DID THE AFFORDABLE CARE ACT IMPROVE ACCESS FOR THOSE WITH HIV?
Rolled out in 2010, the premise of the Affordable Care Act (ACA) was to make insurance more affordable and accessible, so a larger proportion of the population would be enrolled in some kind of a health plan. Following its implementation, the ACA helped eliminate or reduce barriers that HIV patients faced for years:
(see “An Important Role for Medicaid” above)
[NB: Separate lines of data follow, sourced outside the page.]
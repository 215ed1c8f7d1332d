use async_trait::async_trait;

/// OS user and group primitives.
#[async_trait]
pub trait UserAccountPort: Send + Sync {
    /// Create `group` unless it already exists.
    async fn ensure_group(&self, group: &str) -> anyhow::Result<()>;

    async fn user_exists(&self, user: &str) -> anyhow::Result<bool>;

    async fn add_user(&self, user: &str) -> anyhow::Result<()>;

    async fn add_user_to_group(&self, user: &str, group: &str) -> anyhow::Result<()>;

    async fn uid_of(&self, user: &str) -> anyhow::Result<u32>;
}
Free preventive services/screening:
The ACA mandated preventive screening services, such as HIV testing, for everyone in the 15-65 years age group and those at high-risk in other age groups, without any cost to the individual (copay or deductible). This is vital, since more than 12% of individuals with HIV in the U.S. are unaware of their infection, and screening can help them start their treatment early.
Cost of care:
Private insurance plans would charge high premiums for these patients because of their health status, in addition to annual and lifetime limits on coverage, meaning their insurance plan would only cover a predetermined maximum cost of care. The ACA eliminated this maximum.
Exclusion due to a pre-existing condition:
HIV was considered a ‘pre-existing condition’ by insurance companies. For those whose employers did not offer health insurance, health plans could exclude them from enrolling in an individual plan on the basis of them being HIV positive. Marketplace plans can no longer prevent an individual from enrolling because they have some pre-existing condition.
Post-ACA, there was also an increase in the number of people turning to the Ryan White HIV/AIDS program (which was first authorized in 1990) for assistance, in both Medicaid expansion and non-expansion states. This included people who had private insurance as well. The Ryan White program offers services such as case management, transportation assistance, and longer more complex provider visits.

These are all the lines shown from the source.